Federal, State Courts may Clash on 350 Juvenile Lifers

A Michigan state court case says some 350 people given mandatory no-parole sentences for murders committed as juveniles must serve their full sentences. But in the coming days, a federal court is expected to opine on a similar question.

A federal court in Michigan will soon rule on the constitutionality of automatic, no-appeal life sentences given to 13 people over the last few decades. The offenders in Hill et. al. v. Granholm all committed murder aged between 14 and 17.

“The court will decide in light of the admitted unconstitutionality of [Michigan] statute, which doesn’t give parole to juveniles convicted of first degree murder, what is the mechanism that will provide meaningful opportunity for release,” said Deborah LaBelle, an independent attorney on the team arguing for Henry Hill and the others in front of the U.S. District Court for the Eastern District of Michigan.

The case started in 2010 with nine original plaintiffs who argued that holding them for life with no meaningful opportunity for release was unconstitutional.

Since then, the U.S. Supreme Court has agreed with a similar argument in a separate Alabama case. In Miller v. Alabama, the justices found that juveniles are less mature, and therefore less culpable than adults when it comes to the crime of murder. They said lower courts must consider the mitigating factor of age and immaturity when sentencing juveniles for murder. That rules out one-size-fits-all sentences.

The Michigan state legislature has not yet had time to write a new sentencing guideline that fixes their statute, though some proposals may yet come up for a vote this year.

But as the Hill plantiffs wait for their federal ruling, a state court has said new sentencing rules will not apply to those already serving time.

Raymond Carp, 21, must serve life in prison without the chance of parole for stabbing a woman to death in 2006, the state of Michigan Court of Appeals ruled last week. Carp asked for a new sentencing hearing in light of Miller v. Alabama. The panel of judges said no.

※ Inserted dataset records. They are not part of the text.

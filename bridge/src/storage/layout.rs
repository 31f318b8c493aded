//! Storage layout configuration

use std::path::PathBuf;

use crate::errors::BridgeError;
use crate::filesys::dir::Dir;
use crate::filesys::file::File;

/// Name of the cache sub-directory owned by this module
pub const MODULE_CACHE_DIR: &str = "YandexDevices";

/// Storage layout for the bridge
#[derive(Debug, Clone)]
pub struct StorageLayout {
    /// Base directory for all storage
    pub base_dir: PathBuf,
}

impl StorageLayout {
    /// Create a new storage layout
    pub fn new(base_dir: impl Into<PathBuf>) -> Self {
        Self {
            base_dir: base_dir.into(),
        }
    }

    /// Get the settings file path
    pub fn settings_file(&self) -> File {
        File::new(self.base_dir.join("settings.json"))
    }

    /// Get the local record store file
    pub fn store_file(&self) -> File {
        File::new(self.base_dir.join("yadevices.json"))
    }

    /// Get the module-scoped cache directory (session cookies live here)
    pub fn cache_dir(&self) -> Dir {
        Dir::new(self.base_dir.join("cache").join(MODULE_CACHE_DIR))
    }

    /// Setup the storage layout (create directories)
    pub async fn setup(&self) -> Result<(), BridgeError> {
        self.cache_dir().create().await
    }
}

impl Default for StorageLayout {
    fn default() -> Self {
        #[cfg(target_os = "linux")]
        let base_dir = PathBuf::from("/var/lib/yadevices");

        #[cfg(not(target_os = "linux"))]
        let base_dir = std::env::var_os("HOME")
            .or_else(|| std::env::var_os("USERPROFILE"))
            .map(PathBuf::from)
            .unwrap_or_else(|| PathBuf::from("."))
            .join(".yadevices");

        Self::new(base_dir)
    }
}
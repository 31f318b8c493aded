//! Directory operations

use std::path::{Path, PathBuf};

use tokio::fs;

use crate::errors::BridgeError;
use crate::filesys::file::File;

/// A directory wrapper with path
#[derive(Debug, Clone)]
pub struct Dir {
    path: PathBuf,
}

impl Dir {
    /// Create a new directory reference
    pub fn new(path: impl Into<PathBuf>) -> Self {
        Self { path: path.into() }
    }

    /// Get the directory path
    pub fn path(&self) -> &Path {
        &self.path
    }

    /// Create the directory (and parents)
    pub async fn create(&self) -> Result<(), BridgeError> {
        fs::create_dir_all(&self.path).await?;
        Ok(())
    }

    /// Get a file within this directory
    pub fn file(&self, name: &str) -> File {
        File::new(self.path.join(name))
    }
}
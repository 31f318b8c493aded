//! Cloud to local synchronization

pub mod device_state;
pub mod directory;
pub mod stations;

“We hold that in Michigan a sentencing court must consider, at the time of sentencing, characteristics associated with youth as identified in Miller when determining whether to sentence a juvenile convicted of a homicide offense to life in prison with or without the eligibility for parole,” the judges wrote.

But the new U.S. Supreme Court guarantee of such a hearing is a “procedural” change, not a “substantive” change, they continue. Thus by precedent and Michigan law, it only applies going forward, not to offenders like Carp who have already exhausted direct appeals.

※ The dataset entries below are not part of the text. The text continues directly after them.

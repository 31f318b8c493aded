//! QR login flow

use http::{Method, StatusCode};
use serde_json::json;

use yadevices::authn::qr_login::{QrChallenge, QrLoginOutcome};
use yadevices::authn::session_mngr::SessionManagerExt;
use yadevices::http::transport::{HttpResponse, RequestBody};
use yadevices::storage::session::{PRIMARY_SESSION, QR_SESSION};

use crate::common::{cookies, Harness};

fn script_start(h: &Harness) {
    h.transport.on_raw(
        Method::GET,
        &h.endpoints.passport_am(),
        HttpResponse::new(
            StatusCode::OK,
            r#"<form><input type="hidden" name="csrf_token" value="ptok"/></form>"#,
        )
        .with_cookie("yandexuid", "u1"),
    );
    h.transport.on(
        Method::POST,
        &h.endpoints.passport_submit(),
        200,
        json!({"status": "ok", "track_id": "t1", "csrf_token": "ct1"}),
    );
}

async fn start(h: &Harness) -> QrChallenge {
    match h.state.login.start().await {
        QrLoginOutcome::AwaitingScan(challenge) => challenge,
        other => panic!("unexpected outcome {other:?}"),
    }
}

#[tokio::test]
async fn test_start_returns_challenge() {
    let h = Harness::logged_out().await;
    script_start(&h);

    let challenge = start(&h).await;
    assert_eq!(challenge.track_id, "t1");
    assert_eq!(challenge.csrf_token, "ct1");
    assert_eq!(challenge.qr_url, h.endpoints.qr_code_url("t1"));

    let submit = h.transport.requests_to(&Method::POST, &h.endpoints.passport_submit());
    assert_eq!(submit.len(), 1);
    assert_eq!(submit[0].cookies, cookies(&[("yandexuid", "u1")]));
    match &submit[0].body {
        RequestBody::Form(fields) => {
            assert!(fields.contains(&("csrf_token".to_string(), "ptok".to_string())));
            assert!(fields.contains(&("with_code".to_string(), "1".to_string())));
        }
        other => panic!("expected a form body, got {other:?}"),
    }

    // The login runs in its own session
    let sessions = h.state.session_mngr.store();
    assert_eq!(
        sessions.load_cookies(QR_SESSION).await.unwrap(),
        cookies(&[("yandexuid", "u1")])
    );
    assert_eq!(sessions.load(PRIMARY_SESSION).await.unwrap(), None);
}

#[tokio::test]
async fn test_start_without_passport_token_fails() {
    let h = Harness::logged_out().await;
    h.transport.on_raw(
        Method::GET,
        &h.endpoints.passport_am(),
        HttpResponse::new(StatusCode::OK, "<html></html>"),
    );

    assert!(matches!(
        h.state.login.start().await,
        QrLoginOutcome::Failed(_)
    ));
    assert!(h
        .transport
        .requests_to(&Method::POST, &h.endpoints.passport_submit())
        .is_empty());
}

#[tokio::test]
async fn test_confirm_pending_keeps_challenge() {
    let h = Harness::logged_out().await;
    script_start(&h);
    let challenge = start(&h).await;

    h.transport.on(
        Method::POST,
        &h.endpoints.passport_magic_status(),
        200,
        json!({"status": "error", "errors": ["track.not_found"]}),
    );

    match h.state.login.confirm(&challenge).await {
        QrLoginOutcome::Pending { challenge: again, .. } => assert_eq!(again, challenge),
        other => panic!("unexpected outcome {other:?}"),
    }
    assert!(!h.state.session_mngr.has_cookies().await);
}

#[tokio::test]
async fn test_confirm_commits_verified_session() {
    let h = Harness::logged_out().await;
    script_start(&h);
    let challenge = start(&h).await;

    h.transport.on_raw(
        Method::POST,
        &h.endpoints.passport_magic_status(),
        HttpResponse::new(StatusCode::OK, json!({"status": "ok"}).to_string())
            .with_cookie("Session_id", "fresh"),
    );
    h.transport.on(
        Method::GET,
        &h.endpoints.scenarios(),
        200,
        json!({"status": "ok", "scenarios": []}),
    );

    assert_eq!(h.state.login.confirm(&challenge).await, QrLoginOutcome::Authorized);

    let expected = cookies(&[("Session_id", "fresh"), ("yandexuid", "u1")]);
    assert_eq!(h.state.session_mngr.cookies().await, expected);
    assert_eq!(
        h.state.session_mngr.store().load_cookies(PRIMARY_SESSION).await.unwrap(),
        expected
    );

    let status = h
        .transport
        .requests_to(&Method::POST, &h.endpoints.passport_magic_status());
    match &status[0].body {
        RequestBody::Form(fields) => {
            assert!(fields.contains(&("track_id".to_string(), "t1".to_string())));
            assert!(fields.contains(&("csrf_token".to_string(), "ct1".to_string())));
        }
        other => panic!("expected a form body, got {other:?}"),
    }
}

#[tokio::test]
async fn test_already_passed_counts_as_confirmed() {
    let h = Harness::logged_out().await;
    script_start(&h);
    let challenge = start(&h).await;

    h.transport.on(
        Method::POST,
        &h.endpoints.passport_magic_status(),
        200,
        json!({"status": "error", "errors": ["account.auth_passed"]}),
    );
    h.transport.on(
        Method::GET,
        &h.endpoints.scenarios(),
        200,
        json!({"status": "ok", "scenarios": []}),
    );

    assert_eq!(h.state.login.confirm(&challenge).await, QrLoginOutcome::Authorized);
}

#[tokio::test]
async fn test_confirm_discards_rejected_session() {
    let h = Harness::logged_out().await;
    script_start(&h);
    let challenge = start(&h).await;

    h.transport.on(
        Method::POST,
        &h.endpoints.passport_magic_status(),
        200,
        json!({"status": "ok"}),
    );
    h.transport.on(Method::GET, &h.endpoints.scenarios(), 401, json!({}));

    assert_eq!(h.state.login.confirm(&challenge).await, QrLoginOutcome::Rejected);
    assert!(!h.state.session_mngr.has_cookies().await);
    assert_eq!(
        h.state.session_mngr.store().load(PRIMARY_SESSION).await.unwrap(),
        None
    );
}

#[tokio::test]
async fn test_check_authorized_and_reset() {
    let h = Harness::new().await;
    h.transport.on(
        Method::GET,
        &h.endpoints.devices(),
        200,
        json!({"status": "ok", "rooms": []}),
    );
    assert!(h.state.login.check_authorized().await);

    tokio_test::assert_ok!(h.state.login.reset().await);
    assert!(!h.state.session_mngr.has_cookies().await);

    let logged_out = Harness::logged_out().await;
    logged_out
        .transport
        .on(Method::GET, &logged_out.endpoints.devices(), 401, json!({}));
    assert!(!logged_out.state.login.check_authorized().await);
}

Yet Carp’s case will be appealed to the state Supreme Court, LaBelle predicted.

State Attorney General Bill Schuette has fought resentencing for juvenile lifers, both by public statement and in court filings. "Fortunately, the Court of Appeals agreed to follow long-standing precedent that says U.S. Supreme Court rulings addressing criminal justice processes are not retroactive,” he said in a written statement. “I pray that the families of those murdered can find some comfort in the knowledge that their days in court are over.”

Michigan holds more of the estimated 2,500 juvenile lifers nationwide than any other state.